The basic requirement is from the Neuroscience. We need an extensible database schema which can save and retrieve the neural information including the biological information and the mathematics information. One group of the users is composed by the biologists who work on the neuron experiments and try to find the biological functions of neurons. The second group is composed by the mathematicians, physicians, and computer scientists who create and manage the computational models that describe the electrical activity of neural cells. The advanced requirement is how to make the two groups of scientists to understand each other and further more to help them to work better together. As the two groups of scientists do not interpret the same biological or computational simulation data in the same way, we have to find a method to translate or map corresponding terms that have different representation but with same signification. Biologists are interested in the characteristic of biological part of neurons, for example, neural network, type of cells, characters of ion channel, receptor or transmitters of neuron. But the physicians are more interested the potential change on the membrane and abstract each neuron as a unit. A computational model usually simulates part of the biological data and the biologist may tune his experiment by cheap simulation on computer before the real experiment on neural cells.

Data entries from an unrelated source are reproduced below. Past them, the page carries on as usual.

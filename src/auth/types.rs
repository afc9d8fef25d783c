//! Session data model: roles, user profiles and the session state machine's
//! states.

use serde::{Deserialize, Deserializer, Serialize, Serializer};

use super::codec::AuthToken;

// ── Role ─────────────────────────────────────────────────────────

/// Closed set of roles the client understands.
///
/// The gateway may send other role strings (it currently uses `"user"` for
/// ordinary accounts). Anything that is not exactly `"admin"` maps to
/// `Citizen`, so unknown roles can never grant privileges. The raw string is
/// kept so the profile serializes back to what the server sent.
#[derive(Debug, Clone, PartialEq, Eq)]
pub enum Role {
    Citizen { raw: String },
    Admin,
}

impl Role {
    pub fn citizen() -> Self {
        Self::Citizen {
            raw: "citizen".into(),
        }
    }

    /// Map a server role string onto the closed set.
    pub fn from_server(raw: &str) -> Self {
        if raw == "admin" {
            Self::Admin
        } else {
            Self::Citizen { raw: raw.into() }
        }
    }

    /// The role string as the gateway sent it.
    pub fn as_str(&self) -> &str {
        match self {
            Self::Admin => "admin",
            Self::Citizen { raw } => raw,
        }
    }

    pub fn is_admin(&self) -> bool {
        matches!(self, Self::Admin)
    }

    /// Human-readable label for display.
    pub fn label(&self) -> &'static str {
        match self {
            Self::Admin => "Administrator",
            Self::Citizen { .. } => "Citizen",
        }
    }
}

impl Serialize for Role {
    fn serialize<S: Serializer>(&self, serializer: S) -> Result<S::Ok, S::Error> {
        serializer.serialize_str(self.as_str())
    }
}

impl<'de> Deserialize<'de> for Role {
    fn deserialize<D: Deserializer<'de>>(deserializer: D) -> Result<Self, D::Error> {
        let raw = String::deserialize(deserializer)?;
        Ok(Self::from_server(&raw))
    }
}

// ── UserProfile ──────────────────────────────────────────────────

/// Profile returned by `GET /api/auth/me`.
#[derive(Debug, Clone, PartialEq, Serialize, Deserialize)]
pub struct UserProfile {
    pub full_name: String,
    pub role: Role,
    /// Server-defined fields the client does not interpret (username, ...).
    #[serde(flatten)]
    pub extra: serde_json::Map<String, serde_json::Value>,
}

impl UserProfile {
    pub fn new(full_name: impl Into<String>, role: Role) -> Self {
        Self {
            full_name: full_name.into(),
            role,
            extra: serde_json::Map::new(),
        }
    }

    pub fn is_admin(&self) -> bool {
        self.role.is_admin()
    }
}

// ── Session ──────────────────────────────────────────────────────

/// A token together with the profile it authenticates.
///
/// Never mutated in place; every login builds a fresh value.
#[derive(Debug, Clone, PartialEq)]
pub struct Session {
    pub token: AuthToken,
    pub profile: UserProfile,
}

/// The controller's two states. There is no terminal state.
#[derive(Debug, Clone, Default, PartialEq)]
pub enum SessionState {
    #[default]
    Unauthenticated,
    Authenticated(Session),
}

impl SessionState {
    pub fn session(&self) -> Option<&Session> {
        match self {
            Self::Authenticated(session) => Some(session),
            Self::Unauthenticated => None,
        }
    }

    pub fn is_authenticated(&self) -> bool {
        matches!(self, Self::Authenticated(_))
    }
}

/// Notifications delivered to subscribers whenever the session changes.
#[derive(Debug, Clone, PartialEq)]
pub enum SessionEvent {
    LoggedIn { full_name: String, role: Role },
    Restored { full_name: String, role: Role },
    /// Re-verification returned a different profile for the same token.
    Refreshed { full_name: String, role: Role },
    LoggedOut,
    /// A restored session failed re-verification and was dropped.
    Revoked,
}
//! Durable session persistence.
//!
//! The session survives restarts as two entries in a local key/value store:
//! - `authCredentials`: the encoded token
//! - `currentUser`: the JSON-serialized profile
//!
//! `KeyValueStore` abstracts the medium. `FileKeyValueStore` is the on-disk
//! store used by the CLI; `MemoryKeyValueStore` backs tests and ephemeral
//! sessions.

use parking_lot::Mutex;
use std::collections::BTreeMap;
use std::path::{Path, PathBuf};

use super::codec::AuthToken;
use super::error::{AuthError, StorageError};
use super::types::{Session, UserProfile};

/// Storage key for the encoded token.
pub const TOKEN_KEY: &str = "authCredentials";

/// Storage key for the serialized profile.
pub const PROFILE_KEY: &str = "currentUser";

// ── Key/value medium ────────────────────────────────────────────────

/// String-to-string store with overwrite semantics.
pub trait KeyValueStore: Send + Sync {
    fn get(&self, key: &str) -> Result<Option<String>, StorageError>;

    /// Write `value` under `key`, replacing any previous value.
    fn set(&self, key: &str, value: &str) -> Result<(), StorageError>;

    /// Remove `key`. Removing a missing key is not an error.
    fn remove(&self, key: &str) -> Result<(), StorageError>;
}

/// In-process store. Can be disabled to behave like storage that refuses
/// every operation (quota exhausted, private browsing, read-only disk).
#[derive(Default)]
pub struct MemoryKeyValueStore {
    entries: Mutex<BTreeMap<String, String>>,
    disabled: Mutex<bool>,
}

impl MemoryKeyValueStore {
    pub fn new() -> Self {
        Self::default()
    }

    /// Make every subsequent operation fail with `StorageError::Unavailable`.
    pub fn set_disabled(&self, disabled: bool) {
        *self.disabled.lock() = disabled;
    }

    /// Number of stored entries (ignores the disabled flag).
    pub fn len(&self) -> usize {
        self.entries.lock().len()
    }

    pub fn is_empty(&self) -> bool {
        self.len() == 0
    }

    fn check_enabled(&self) -> Result<(), StorageError> {
        if *self.disabled.lock() {
            return Err(StorageError::Unavailable("storage disabled".into()));
        }
        Ok(())
    }
}

impl KeyValueStore for MemoryKeyValueStore {
    fn get(&self, key: &str) -> Result<Option<String>, StorageError> {
        self.check_enabled()?;
        Ok(self.entries.lock().get(key).cloned())
    }

    fn set(&self, key: &str, value: &str) -> Result<(), StorageError> {
        self.check_enabled()?;
        self.entries.lock().insert(key.to_string(), value.to_string());
        Ok(())
    }

    fn remove(&self, key: &str) -> Result<(), StorageError> {
        self.check_enabled()?;
        self.entries.lock().remove(key);
        Ok(())
    }
}

/// Key/value store persisted as one JSON object on disk.
///
/// Writes go to a sibling temp file which is then renamed over the target,
/// so readers never observe a half-written document.
pub struct FileKeyValueStore {
    path: PathBuf,
    // Serializes read-modify-write cycles within this process.
    lock: Mutex<()>,
}

impl FileKeyValueStore {
    /// Use (or lazily create) the store at `path`. Parent directories are
    /// created on first write.
    pub fn new(path: impl Into<PathBuf>) -> Self {
        Self {
            path: path.into(),
            lock: Mutex::new(()),
        }
    }

    pub fn path(&self) -> &Path {
        &self.path
    }

    fn read_all(&self) -> Result<BTreeMap<String, String>, StorageError> {
        match std::fs::read_to_string(&self.path) {
            Ok(raw) if raw.trim().is_empty() => Ok(BTreeMap::new()),
            Ok(raw) => Ok(serde_json::from_str(&raw)?),
            Err(e) if e.kind() == std::io::ErrorKind::NotFound => Ok(BTreeMap::new()),
            Err(e) => Err(e.into()),
        }
    }

    fn write_all(&self, entries: &BTreeMap<String, String>) -> Result<(), StorageError> {
        if let Some(parent) = self.path.parent() {
            if !parent.as_os_str().is_empty() {
                std::fs::create_dir_all(parent)?;
            }
        }
        let tmp = self.path.with_extension("tmp");
        std::fs::write(&tmp, serde_json::to_vec_pretty(entries)?)?;
        std::fs::rename(&tmp, &self.path)?;
        Ok(())
    }
}

impl KeyValueStore for FileKeyValueStore {
    fn get(&self, key: &str) -> Result<Option<String>, StorageError> {
        let _guard = self.lock.lock();
        Ok(self.read_all()?.remove(key))
    }

    fn set(&self, key: &str, value: &str) -> Result<(), StorageError> {
        let _guard = self.lock.lock();
        // A corrupt document is replaced rather than blocking every write.
        let mut entries = match self.read_all() {
            Ok(entries) => entries,
            Err(StorageError::Malformed(_)) => BTreeMap::new(),
            Err(e) => return Err(e),
        };
        entries.insert(key.to_string(), value.to_string());
        self.write_all(&entries)
    }

    fn remove(&self, key: &str) -> Result<(), StorageError> {
        let _guard = self.lock.lock();
        if !self.path.exists() {
            return Ok(());
        }
        let mut entries = match self.read_all() {
            Ok(entries) => entries,
            Err(StorageError::Malformed(_)) => BTreeMap::new(),
            Err(e) => return Err(e),
        };
        entries.remove(key);
        self.write_all(&entries)
    }
}

// ── Session store ───────────────────────────────────────────────────

/// Reads and writes the persisted session over any [`KeyValueStore`].
pub struct SessionStore {
    backend: Box<dyn KeyValueStore>,
}

impl SessionStore {
    pub fn new(backend: impl KeyValueStore + 'static) -> Self {
        Self {
            backend: Box::new(backend),
        }
    }

    /// In-memory store, lost on exit.
    pub fn ephemeral() -> Self {
        Self::new(MemoryKeyValueStore::new())
    }

    /// Persist token and profile, overwriting any previous session.
    ///
    /// The two entries are written separately. If either write fails the
    /// store is cleared, so a token is never left paired with another
    /// user's profile.
    pub fn save(&self, token: &AuthToken, profile: &UserProfile) -> Result<(), StorageError> {
        let profile_json = serde_json::to_string(profile)?;
        let written = self
            .backend
            .set(TOKEN_KEY, token.as_str())
            .and_then(|()| self.backend.set(PROFILE_KEY, &profile_json));

        if written.is_err() {
            if let Err(e) = self.clear() {
                tracing::warn!(error = %e, "Failed to clear half-written session");
            }
        }
        written
    }

    /// Read back a persisted session.
    ///
    /// Missing entries, unreadable storage and a corrupt profile all yield
    /// `None`; the last two are logged.
    pub fn load(&self) -> Option<Session> {
        match self.try_load() {
            Ok(session) => session,
            Err(e) => {
                tracing::warn!(error = %e, "Ignoring persisted session");
                None
            }
        }
    }

    fn try_load(&self) -> Result<Option<Session>, AuthError> {
        let token = self.backend.get(TOKEN_KEY)?.filter(|t| !t.is_empty());
        let profile = self.backend.get(PROFILE_KEY)?.filter(|p| !p.is_empty());

        let (Some(token), Some(profile)) = (token, profile) else {
            return Ok(None);
        };

        let profile: UserProfile = serde_json::from_str(&profile)
            .map_err(|e| AuthError::CorruptState(e.to_string()))?;

        Ok(Some(Session {
            token: AuthToken::from_stored(token),
            profile,
        }))
    }

    /// Remove both entries. Idempotent; both removals are attempted even if
    /// the first fails, and the first error is returned.
    pub fn clear(&self) -> Result<(), StorageError> {
        let token = self.backend.remove(TOKEN_KEY);
        let profile = self.backend.remove(PROFILE_KEY);
        token.and(profile)
    }
}

// ── Tests ───────────────────────────────────────────────────────────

The contrary, physicians or mathematicians can find and test on the biological interpretation after he has built a computational model. How do they find the possible hidden similarity between biological data and simulated data? This project proposed a solution that is to build two basic database schemas for each group to store the common knowledge of biology and computation, and then build a bridge between biologists and physicians or mathematicians on the experiment and simulation data. The most common method is to draw a curve by using the recorded data and to see how the two curves fit each other. But how we do the queries on the mass of data to find the similarity in database and in the reliable way?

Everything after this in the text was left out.